(Data records)
▽

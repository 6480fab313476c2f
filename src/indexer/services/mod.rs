//! Indexing services.

mod indexer;

pub use indexer::{ChangeCaptureIndexer, IndexerError};
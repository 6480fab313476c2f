//! Task references and status keywords in free text.

use crate::task::domain::{TaskId, TaskStatus};
use regex::Regex;
use std::sync::LazyLock;

const REFERENCE_PATTERNS: [&str; 3] = [r"(?i)TASK-(\d+)", r"#(\d+)", r"(?i)TM-(\d+)"];

static REFERENCES: LazyLock<Vec<Regex>> = LazyLock::new(|| {
    REFERENCE_PATTERNS
        .iter()
        .filter_map(|pattern| Regex::new(pattern).ok())
        .collect()
});

/// Extracts referenced task ids from `text`.
///
/// Patterns are applied in the order `TASK-<n>`, `#<n>`, `TM-<n>`; the
/// result keeps the first occurrence of each number.
#[must_use]
pub fn extract_task_refs(text: &str) -> Vec<TaskId> {
    let mut found: Vec<TaskId> = Vec::new();
    for pattern in REFERENCES.iter() {
        for number in pattern
            .captures_iter(text)
            .filter_map(|captures| captures.get(1))
        {
            let Ok(task_id) = TaskId::new(number.as_str()) else {
                continue;
            };
            if !found.contains(&task_id) {
                found.push(task_id);
            }
        }
    }
    found
}

/// Derives a status from commit or pull-request keywords.
///
/// Completion keywords win over progress keywords, which win over
/// `[blocked]`.
#[must_use]
pub fn status_from_keywords(text: &str) -> Option<TaskStatus> {
    let lowered = text.to_lowercase();
    let has_any = |keywords: &[&str]| keywords.iter().any(|keyword| lowered.contains(keyword));
    if has_any(&["[completed]", "fixes", "closes"]) {
        Some(TaskStatus::Completed)
    } else if has_any(&["[in progress]", "wip"]) {
        Some(TaskStatus::InProgress)
    } else if has_any(&["[blocked]"]) {
        Some(TaskStatus::Blocked)
    } else {
        None
    }
}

△

List every line in the records above that contains the word "Regex".

use regex::Regex;
static REFERENCES: LazyLock<Vec<Regex>> = LazyLock::new(|| {
        .filter_map(|pattern| Regex::new(pattern).ok())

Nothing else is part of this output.